Why China Could Return the US to the Moon

By | April 2, 2024

Long March-5 Y7 rocket carrying a communications technology experimental satellite launched from Wenchang Spacecraft Launch Site in southern China’s Hainan Province, February 23, 2024. Credit – Xinhua News Agency via Getty; 2024 Xinhua News Agency

R.There are approximately 6,800 miles between humanity’s past and future on the lunar surface. This is the approximate distance between the Sea of ​​Tranquility, where Apollo 11’s Neil Armstrong and Buzz Aldrin first touched down on July 20, 1969, and Shackleton Crater at the south lunar pole. The area around Shackleton is where astronauts from the United States and possibly taikonauts from China (from the Chinese word “taikong,” meaning space or cosmos) will land during or before 2030, taking advantage of local ice deposits. It is harvested for water, breathable oxygen and even rocket fuel.

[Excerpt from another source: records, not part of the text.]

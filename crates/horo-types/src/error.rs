use thiserror::Error;

/// Returned by the `FromStr` impls of the string-backed enums in this crate.
#[derive(Debug, Clone, PartialEq, Eq, Error)]
#[error("unknown {kind}: {value:?}")]
pub struct ParseError {
    pub kind: &'static str,
    pub value: String,
}

impl ParseError {
    pub fn new(kind: &'static str, value: &str) -> Self {
        Self {
            kind,
            value: value.to_string(),
        }
    }
}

To hear the United States say this, we will be the first to land. “The phrase I hear around NASA is, ‘We want to be there to greet them when they come,'” says Howard McCurdy, professor emeritus of public administration and policy at American University.

If the space agency pursues the idea of ​​flying the Artemis II crew on a looping journey around the far side of the moon late next year and landing the Artemis III crew in the south polar region in 2026 or 2027, the next boat will print: The moon will be truly American. But don’t count on it.

NASA’s Space Launch System moon rocket has flown only once in late 2022. Although it successfully sent a crewless Orion spacecraft on a 26-day lunar orbital mission, subsequent analysis found that the rocket was shedding foam much like the shuttle Columbia did during its journey. It was launched in 2003; a takeoff anomaly that led to the catastrophic loss of the shuttle during its return to the atmosphere. Meanwhile, Orion’s heat shield could not fully withstand 5,000°F reentry fires long enough for the spacecraft to be considered safe to carry crew. What about the robot that landed on the moon? NASA has placed it in the hands of SpaceX to provide the 21st century version of the Apollo program’s lunar module; SpaceX plans to build the spacecraft from a modified version of the upper stage of its Starship rocket (a rocket that has not yet been launched). A completely successful flight.

After all, there is money. NASA’s fiscal 2024 budget is $24.875 billion; this represents a small cut from its $25.4 billion allocation in 2023. During the Apollo era, when the United States landed on the moon’s surface eight years after a static start in 1961, space spending peaked at about 4% of the federal budget; now it is 0.4%.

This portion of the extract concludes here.